For the first year of his life, the trickle of constantly moving water was the soundtrack of baby Luca’s bath time. Each night, it was the same routine. Bren would put Luca in the bath and over the next ten minutes, he would continuously scoop up cups of warm bath water and pour them over our chubby baby’s back and tummy to make sure he never got chilly. They spent the ten minutes playing and singing in between washing little ears and little bottoms. Bath time was a relaxing and fun end to the day. It was pretty adorable.

Cut to child number three and its goosebump central. There is no time for constant temperature regulation. There is nothing leisurely about bath time at all. In fact, it is often the most stressful part of the day, and where Luca was bathed every, single night of his first year and beyond, both Zig and Harlow have had to make do with 4 bathing sessions a week because the reality of getting three children bathed every single night just proved too much for us. We are, at our core, very lazy people, Bren and I.

Occasionally, I feel a pang of sadness for a time that has come and gone; the simplicity of days with the first baby, the pace of life when only one small person demands your attention. Those times are so precious in my memory. As fleeting as those days were, I am satisfied that I made the most of them, and really soaked Luca’s babyhood in.

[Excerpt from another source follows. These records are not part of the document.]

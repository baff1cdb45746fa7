//! Error taxonomy for the payroll core.
//!
//! Every core operation returns [`PayrollResult`]. The `Display` text of each
//! variant is what callers see, so none of them carry storage detail; the
//! underlying cause of a [`PayrollError::Store`] stays reachable through
//! [`std::error::Error::source`] for logging.

use chrono::NaiveDate;
use thiserror::Error;

use crate::repository::StoreError;

#[derive(Debug, Error)]
pub enum PayrollError {
    /// Malformed or out-of-range input.
    #[error("{0}")]
    Validation(String),

    /// The referenced record does not exist.
    #[error("{0} not found")]
    NotFound(&'static str),

    /// A submission date falls outside its period.
    #[error("date must be between {start} and {end}")]
    OutOfWindow { start: NaiveDate, end: NaiveDate },

    /// A submission with the same unique key was already recorded.
    #[error("{0} already exists")]
    AlreadyExists(&'static str),

    /// Overtime was submitted before attendance for the same day.
    #[error("you need to submit attendance first before submitting overtime")]
    PrerequisiteMissing,

    /// Payslips already exist for the period.
    #[error("payroll already generated")]
    AlreadyProcessed { period_id: u64 },

    #[error("storage failure")]
    Store(#[from] StoreError),

    #[error("failed to serialize audit snapshot")]
    Serialization(#[from] serde_json::Error),

    #[error("request deadline exceeded")]
    Timeout,
}

pub type PayrollResult<T> = Result<T, PayrollError>;
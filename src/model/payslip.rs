use chrono::{DateTime, Utc};
use serde::{Deserialize, Serialize};
use utoipa::ToSchema;

#[derive(Debug, Clone, PartialEq, Eq, Serialize, Deserialize, sqlx::FromRow, ToSchema)]
pub struct Payslip {
    #[schema(example = 1)]
    pub id: u64,
    #[schema(example = 7)]
    pub user_id: u64,
    #[schema(example = 3)]
    pub period_id: u64,
    #[schema(example = 3000000)]
    pub base_salary: i64,
    #[schema(example = 10)]
    pub working_days: i64,
    #[schema(example = 8)]
    pub present_days: i64,
    #[schema(example = 2400000)]
    pub attendance_amount: i64,
    #[schema(example = 6)]
    pub overtime_hours: i64,
    #[schema(example = 1800000)]
    pub overtime_amount: i64,
    #[schema(example = 100000)]
    pub reimbursement_total: i64,
    #[schema(example = 4300000)]
    pub take_home_pay: i64,
    #[schema(example = "2026-01-31T00:00:00Z", format = "date-time", value_type = String)]
    pub created_at: DateTime<Utc>,
    #[schema(example = "2026-01-31T00:00:00Z", format = "date-time", value_type = String)]
    pub updated_at: DateTime<Utc>,
}

/// A computed payslip that has not been written yet. Payroll runs insert
/// these in bulk and audit them as a single array.
#[derive(Debug, Clone, PartialEq, Eq, Serialize, Deserialize)]
pub struct NewPayslip {
    pub user_id: u64,
    pub period_id: u64,
    pub base_salary: i64,
    pub working_days: i64,
    pub present_days: i64,
    pub attendance_amount: i64,
    pub overtime_hours: i64,
    pub overtime_amount: i64,
    pub reimbursement_total: i64,
    pub take_home_pay: i64,
    pub created_at: DateTime<Utc>,
}

impl NewPayslip {
    pub fn persisted(self, id: u64) -> Payslip {
        Payslip {
            id,
            user_id: self.user_id,
            period_id: self.period_id,
            base_salary: self.base_salary,
            working_days: self.working_days,
            present_days: self.present_days,
            attendance_amount: self.attendance_amount,
            overtime_hours: self.overtime_hours,
            overtime_amount: self.overtime_amount,
            reimbursement_total: self.reimbursement_total,
            take_home_pay: self.take_home_pay,
            created_at: self.created_at,
            updated_at: self.created_at,
        }
    }
}

#[derive(Debug, Clone, PartialEq, Eq, Serialize, Deserialize, sqlx::FromRow, ToSchema)]
pub struct PayslipSummary {
    #[schema(example = 7)]
    pub user_id: u64,
    #[schema(example = 4300000)]
    pub total_take_home: i64,
}

/// Recomputed on every query, never stored.
#[derive(Debug, Clone, Default, PartialEq, Eq, Serialize, Deserialize, ToSchema)]
pub struct PayslipSummaryReport {
    pub per_user: Vec<PayslipSummary>,
    #[schema(example = 4300000)]
    pub total: i64,
}
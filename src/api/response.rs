//! The `{success, error, data}` envelope every endpoint answers with, and
//! the transport error that renders failures into it.

use actix_web::http::StatusCode;
use actix_web::{HttpResponse, ResponseError};
use serde::Serialize;
use thiserror::Error;
use tracing::error;
use utoipa::ToSchema;

use crate::error::PayrollError;

#[derive(Debug, Serialize)]
pub struct StandardResponse<T> {
    pub success: bool,
    pub error: String,
    pub data: Option<T>,
}

impl<T: Serialize> StandardResponse<T> {
    pub fn ok(data: T) -> Self {
        Self {
            success: true,
            error: String::new(),
            data: Some(data),
        }
    }
}

impl StandardResponse<()> {
    pub fn failure(message: String) -> Self {
        Self {
            success: false,
            error: message,
            data: None,
        }
    }
}

/// Shorthand for a 200 with `data` in the envelope.
pub fn ok<T: Serialize>(data: T) -> HttpResponse {
    HttpResponse::Ok().json(StandardResponse::ok(data))
}

/// Envelope shape as shown in the OpenAPI document.
#[derive(Serialize, ToSchema)]
pub struct ErrorEnvelope {
    #[schema(example = false)]
    pub success: bool,
    #[schema(example = "period not found")]
    pub error: String,
    #[schema(value_type = Option<Object>)]
    pub data: Option<serde_json::Value>,
}

#[derive(Debug, Error)]
pub enum ApiError {
    #[error(transparent)]
    Payroll(#[from] PayrollError),

    #[error("{0}")]
    BadRequest(String),

    #[error("{0}")]
    Unauthorized(String),

    #[error("{0}")]
    Forbidden(&'static str),

    #[error("internal server error")]
    Internal,
}

impl ApiError {
    fn is_internal(&self) -> bool {
        self.status_code() == StatusCode::INTERNAL_SERVER_ERROR
    }
}

impl ResponseError for ApiError {
    fn status_code(&self) -> StatusCode {
        match self {
            ApiError::Payroll(e) => match e {
                PayrollError::Validation(_)
                | PayrollError::OutOfWindow { .. }
                | PayrollError::PrerequisiteMissing => StatusCode::BAD_REQUEST,
                PayrollError::NotFound(_) => StatusCode::NOT_FOUND,
                PayrollError::AlreadyExists(_) | PayrollError::AlreadyProcessed { .. } => {
                    StatusCode::CONFLICT
                }
                PayrollError::Timeout => StatusCode::GATEWAY_TIMEOUT,
                PayrollError::Store(_) | PayrollError::Serialization(_) => {
                    StatusCode::INTERNAL_SERVER_ERROR
                }
            },
            ApiError::BadRequest(_) => StatusCode::BAD_REQUEST,
            ApiError::Unauthorized(_) => StatusCode::UNAUTHORIZED,
            ApiError::Forbidden(_) => StatusCode::FORBIDDEN,
            ApiError::Internal => StatusCode::INTERNAL_SERVER_ERROR,
        }
    }

    fn error_response(&self) -> HttpResponse {
        let message = if self.is_internal() {
            let cause = std::error::Error::source(self).map(ToString::to_string);
            error!(error = %self, cause = ?cause, "request failed");
            "internal server error".to_string()
        } else {
            self.to_string()
        };

        HttpResponse::build(self.status_code()).json(StandardResponse::failure(message))
    }
}
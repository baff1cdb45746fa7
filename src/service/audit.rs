use std::sync::Arc;

use serde::Serialize;
use serde_json::{Value, json};
use tracing::{error, instrument};

use crate::error::PayrollResult;
use crate::model::audit::{AuditAction, AuditTable, NewAuditLog, NewRequestLog};
use crate::model::timestamp_now;
use crate::repository::{AuditLedger, Database, UnitOfWork};
use crate::service::Actor;

/// One state change to be written to the audit ledger.
#[derive(Debug, Clone, PartialEq)]
pub struct Mutation {
    pub table: AuditTable,
    pub record_id: u64,
    pub action: AuditAction,
    pub old_data: Value,
    pub new_data: Value,
    pub actor: Actor,
}

impl Mutation {
    /// A `CREATE` entry: empty prior state, `record` as the new state.
    pub fn created<T: Serialize + ?Sized>(
        table: AuditTable,
        record_id: u64,
        record: &T,
        actor: Actor,
    ) -> PayrollResult<Self> {
        Ok(Self {
            table,
            record_id,
            action: AuditAction::Create,
            old_data: json!({}),
            new_data: serde_json::to_value(record)?,
            actor,
        })
    }
}

/// Sole writer of the request log and the audit ledger. Failures are
/// returned to the caller as-is, never retried or swallowed.
#[derive(Clone)]
pub struct AuditRecorder {
    db: Arc<dyn Database>,
}

impl AuditRecorder {
    pub fn new(db: Arc<dyn Database>) -> Self {
        Self { db }
    }

    /// Appends a request log in its own unit of work and returns its id.
    #[instrument(skip(self))]
    pub async fn record_request(&self, url: &str, method: &str, ip: &str) -> PayrollResult<u64> {
        let mut tx = self.db.begin().await?;
        let id = tx
            .insert_request_log(&NewRequestLog {
                url: url.to_string(),
                method: method.to_string(),
                ip_address: ip.to_string(),
                created_at: timestamp_now(),
            })
            .await?;
        tx.commit().await?;
        Ok(id)
    }

    /// Appends an audit entry through `ledger`, which is normally the unit
    /// of work that performed the mutation.
    #[instrument(
        skip(self, ledger, mutation),
        fields(table = %mutation.table, record_id = mutation.record_id)
    )]
    pub async fn record_mutation<L>(&self, ledger: &mut L, mutation: Mutation) -> PayrollResult<u64>
    where
        L: AuditLedger + ?Sized,
    {
        let log = NewAuditLog {
            table_name: mutation.table,
            record_id: mutation.record_id,
            action: mutation.action,
            old_data: mutation.old_data,
            new_data: mutation.new_data,
            changed_by: Some(mutation.actor.user_id),
            request_id: Some(mutation.actor.request_id),
            created_at: timestamp_now(),
        };

        ledger.insert_audit_log(&log).await.map_err(|e| {
            error!(error = %e, "failed to write audit log");
            e.into()
        })
    }
}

I can’t quite say that for the other two. Yes, I stopped and breathed occasionally along the way, captured moments on camera and in my heart, but it is never quite the same. Sometimes I worry that Harlow and Ziggy have missed out on that one-on-one time but how can we ever hope to replicate the single-focused devotion a first child gets? It’s not possible.

In fact, whenever Luca wails that something is so unfair regarding his brother and sister, I remind him that for the first two and half years of his life, we peeled his every grape.


Times have certainly changed. But when I see all three kids together, I realise things have evened out. What Harlow may have missed in one-on-one time with me has been made up for by the utter devotion her eldest brother shows her. And though no-one poured warm water on Zig’s little back each bath night, he had a buddy in the bath whose number one goal was to make his baby brother laugh. Yep, we gave our kids each other and I do think maybe that’s worth a whole lot more than our constant and undivided attention. It has to be.

In saying that, I do sometimes look wistfully at single child families. I envy the civilised nature in which they seem to conduct their lives. They don’t have that mildly panicked look of the parent trying to watch multiple children at the same time. I think maybe this is now my permanent face and has replaced whatever I looked like before. I’m really going to miss my old face.

But that ship has sailed (and those frown lines set in stone). I have three children and reducing back to one would be devastatingly hard because my favourite fluctuates so frequently.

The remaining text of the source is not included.